Capillary isoelectric focusing and isoelectric buffers: an evolving scenario.

The present review offers a new look at capillary isoelectric focusing (cIEF) by centering on the most troublesome aspects of the technique, namely: 1) how to modulate the slope of the pH gradient, for increasing resolution (equivalent to pH gradient engineering, as easily available in immobilized pH gradients); and 2) how to keep proteins in solution at (and in the proximity of) the pl value. A simple solution is offered in the first case: addition, to the standard 2-pH-units interval, of separators or spacers, i.e., of amphoteric molecules (either single or in combination) able to locally flatten the pH and increment resolution. Examples of the separation of fetal and glycated hemoglobins are provided.
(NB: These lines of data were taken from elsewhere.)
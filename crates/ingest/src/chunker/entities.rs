//! Typed-ID entity detection, boundary-safe gap finding, and
//! relationship extraction between co-located entities.

use once_cell::sync::Lazy;
use regex::Regex;
use thiserror::Error;

use chunkmill_core::{EntityReference, EntityRelationship};

/// Typed identifiers: an uppercase prefix, a hyphen, and digits
/// ("RISK-001", "CTRL-042", "POLICY-003").
static ENTITY_RE: Lazy<Regex> =
    Lazy::new(|| Regex::new(r"\b([A-Z][A-Z0-9]{1,9})-(\d{1,6})\b").expect("entity pattern"));

/// A dangling prefix with no digits ("RISK-" at a line end) — reported as
/// partial so downstream consumers can flag truncation.
static PARTIAL_RE: Lazy<Regex> =
    Lazy::new(|| Regex::new(r"\b([A-Z][A-Z0-9]{1,9})-(?:\s|$)").expect("partial pattern"));

/// Relationship surface phrases, longest first, with canonical labels.
/// Passive surface forms keep a passive canonical label: the subject is
/// the entity preceding the phrase in both voices, so "RISK-001 is
/// mitigated by CTRL-042" yields ("RISK-001", "mitigated_by", "CTRL-042").
const RELATION_PHRASES: &[(&str, &str)] = &[
    ("is mitigated by", "mitigated_by"),
    ("are mitigated by", "mitigated_by"),
    ("mitigated by", "mitigated_by"),
    ("mitigates", "mitigates"),
    ("is mapped to", "maps_to"),
    ("mapped to", "maps_to"),
    ("maps to", "maps_to"),
    ("maps_to", "maps_to"),
    ("implemented by", "implemented_by"),
    ("implements", "implements"),
    ("addresses", "addresses"),
    ("governed by", "governed_by"),
    ("governs", "governs"),
    ("refers to", "references"),
    ("references", "references"),
];

/// Max distance in bytes between a relationship phrase and each of the two
/// entities it connects.
const RELATION_WINDOW: usize = 60;

/// Bytes of context captured around a detected entity.
const SNIPPET_RADIUS: usize = 30;

static RELATION_RE: Lazy<Regex> = Lazy::new(|| {
    let alternation = RELATION_PHRASES
        .iter()
        .map(|(surface, _)| regex::escape(surface))
        .collect::<Vec<_>>()
        .join("|");
    Regex::new(&format!(r"(?i)\b(?:{alternation})\b")).expect("relation pattern")
});

/// Malformed entity input. Non-fatal: the chunking engine downgrades this
/// to a warning and proceeds entity-unaware for the affected document.
#[derive(Debug, Error)]
pub enum EntityError {
    #[error("inverted span for {entity_id}: {start_pos} > {end_pos}")]
    InvertedSpan {
        entity_id: String,
        start_pos: usize,
        end_pos: usize,
    },
    #[error("span for {entity_id} out of bounds: {end_pos} > text length {len}")]
    SpanOutOfBounds {
        entity_id: String,
        end_pos: usize,
        len: usize,
    },
    #[error("span for {entity_id} not on a char boundary: {start_pos}..{end_pos}")]
    MisalignedSpan {
        entity_id: String,
        start_pos: usize,
        end_pos: usize,
    },
}

/// Detects entity references and computes chunk-boundary constraints.
#[derive(Debug, Clone, Copy, Default)]
pub struct EntityPreserver;

impl EntityPreserver {
    pub fn new() -> Self {
        Self
    }

    /// Scan text for typed identifier references, in order of appearance.
    pub fn detect_entities(&self, text: &str) -> Vec<EntityReference> {
        let mut entities = Vec::new();

        for caps in ENTITY_RE.captures_iter(text) {
            let whole = caps.get(0).expect("match group 0");
            entities.push(EntityReference {
                entity_type: caps[1].to_string(),
                entity_id: whole.as_str().to_string(),
                start_pos: whole.start(),
                end_pos: whole.end(),
                is_partial: false,
                context_snippet: snippet(text, whole.start(), whole.end()),
            });
        }
        for caps in PARTIAL_RE.captures_iter(text) {
            let prefix = caps.get(1).expect("match group 1");
            entities.push(EntityReference {
                entity_type: prefix.as_str().to_string(),
                entity_id: format!("{}-", prefix.as_str()),
                start_pos: prefix.start(),
                end_pos: prefix.end() + 1,
                is_partial: true,
                context_snippet: snippet(text, prefix.start(), prefix.end() + 1),
            });
        }
        entities.sort_by_key(|e| (e.start_pos, e.end_pos));
        entities
    }

    /// Byte offsets where a chunk boundary may be placed without bisecting
    /// any entity span: for every pair of entities adjacent in sorted
    /// order, at least one offset strictly between them when a safe
    /// interval exists. Overlapping spans produce no gap for that pair.
    pub fn find_entity_gaps(
        &self,
        entity_refs: &[EntityReference],
        text: &str,
    ) -> Result<Vec<usize>, EntityError> {
        validate_spans(entity_refs, text)?;
        if entity_refs.len() < 2 {
            return Ok(Vec::new());
        }

        let mut sorted: Vec<&EntityReference> = entity_refs.iter().collect();
        sorted.sort_by_key(|e| (e.start_pos, e.end_pos));

        let mut gaps = Vec::new();
        for pair in sorted.windows(2) {
            let (prev, next) = (pair[0], pair[1]);
            if next.start_pos <= prev.end_pos {
                // Overlapping or touching spans: no safe interval.
                continue;
            }
            let candidate = ((prev.end_pos + 1)..next.start_pos).find(|&offset| {
                text.is_char_boundary(offset)
                    && entity_refs
                        .iter()
                        .all(|e| offset < e.start_pos || offset > e.end_pos)
            });
            if let Some(offset) = candidate {
                gaps.push(offset);
            }
        }
        gaps.dedup();
        Ok(gaps)
    }

    /// Find relationship triples where a keyword phrase bridges two
    /// entities from `entity_refs`. Entities mentioned in text but absent
    /// from `entity_refs` are ignored; duplicates are collapsed, first
    /// occurrence order preserved.
    pub fn detect_entity_relationships(
        &self,
        text: &str,
        entity_refs: &[EntityReference],
    ) -> Vec<EntityRelationship> {
        if entity_refs.is_empty() {
            return Vec::new();
        }
        let mut sorted: Vec<&EntityReference> = entity_refs.iter().collect();
        sorted.sort_by_key(|e| (e.start_pos, e.end_pos));

        let mut seen = std::collections::HashSet::new();
        let mut relationships = Vec::new();

        for m in RELATION_RE.find_iter(text) {
            let relation = canonical_relation(m.as_str());

            let subject = sorted
                .iter()
                .rev()
                .find(|e| e.end_pos <= m.start() && m.start() - e.end_pos <= RELATION_WINDOW);
            let object = sorted
                .iter()
                .find(|e| e.start_pos >= m.end() && e.start_pos - m.end() <= RELATION_WINDOW);

            if let (Some(subject), Some(object)) = (subject, object) {
                if subject.entity_id == object.entity_id {
                    continue;
                }
                let triple = EntityRelationship {
                    subject_id: subject.entity_id.clone(),
                    relation: relation.to_string(),
                    object_id: object.entity_id.clone(),
                };
                if seen.insert(triple.clone()) {
                    relationships.push(triple);
                }
            }
        }
        relationships
    }
}

fn canonical_relation(surface: &str) -> &'static str {
    let lowered = surface.to_lowercase();
    RELATION_PHRASES
        .iter()
        .find(|(s, _)| *s == lowered)
        .map(|(_, canonical)| *canonical)
        .unwrap_or("related_to")
}

fn validate_spans(entity_refs: &[EntityReference], text: &str) -> Result<(), EntityError> {
    for e in entity_refs {
        if e.start_pos > e.end_pos {
            return Err(EntityError::InvertedSpan {
                entity_id: e.entity_id.clone(),
                start_pos: e.start_pos,
                end_pos: e.end_pos,
            });
        }
        if e.end_pos > text.len() {
            return Err(EntityError::SpanOutOfBounds {
                entity_id: e.entity_id.clone(),
                end_pos: e.end_pos,
                len: text.len(),
            });
        }
        if !text.is_char_boundary(e.start_pos) || !text.is_char_boundary(e.end_pos) {
            return Err(EntityError::MisalignedSpan {
                entity_id: e.entity_id.clone(),
                start_pos: e.start_pos,
                end_pos: e.end_pos,
            });
        }
    }
    Ok(())
}

fn snippet(text: &str, start: usize, end: usize) -> String {
    let mut from = start.saturating_sub(SNIPPET_RADIUS);
    while from > 0 && !text.is_char_boundary(from) {
        from -= 1;
    }
    let mut to = (end + SNIPPET_RADIUS).min(text.len());
    while to < text.len() && !text.is_char_boundary(to) {
        to += 1;
    }
    text[from..to].trim().to_string()
}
In the second case, a unique solubilization power (while maintaining full protein integrity and enzyme activity) is obtained if class I solubilizers are used. They consist of mixtures of sugars (e.g., sucrose and sorbitol) at ca. 1 M concentration, with zwitterions (up to 1 M) such as the class of nondetergent sulfobetaines, but also taurine and some of the Good's buffers (e.g., CAPS). In these solvents, the protein exists in a state of superhydration and its solubility is greatly augmented. The review ends with an excursus on the use of isoelectric buffers in zone electrophoretic separations. Such isoelectric buffers offer unique advantages: They permit very-high-voltage gradients (up to 1000 V/cm) and thus minimize analysis times (down to a few min in 30-35 cm long capillaries). This results in a marked increase in resolution, due to minimal diffusion-driven peak spreading. Such buffers are finding unique applications for generating peptide maps of tryptic digests of proteins and also in the analysis of oligonucleotides.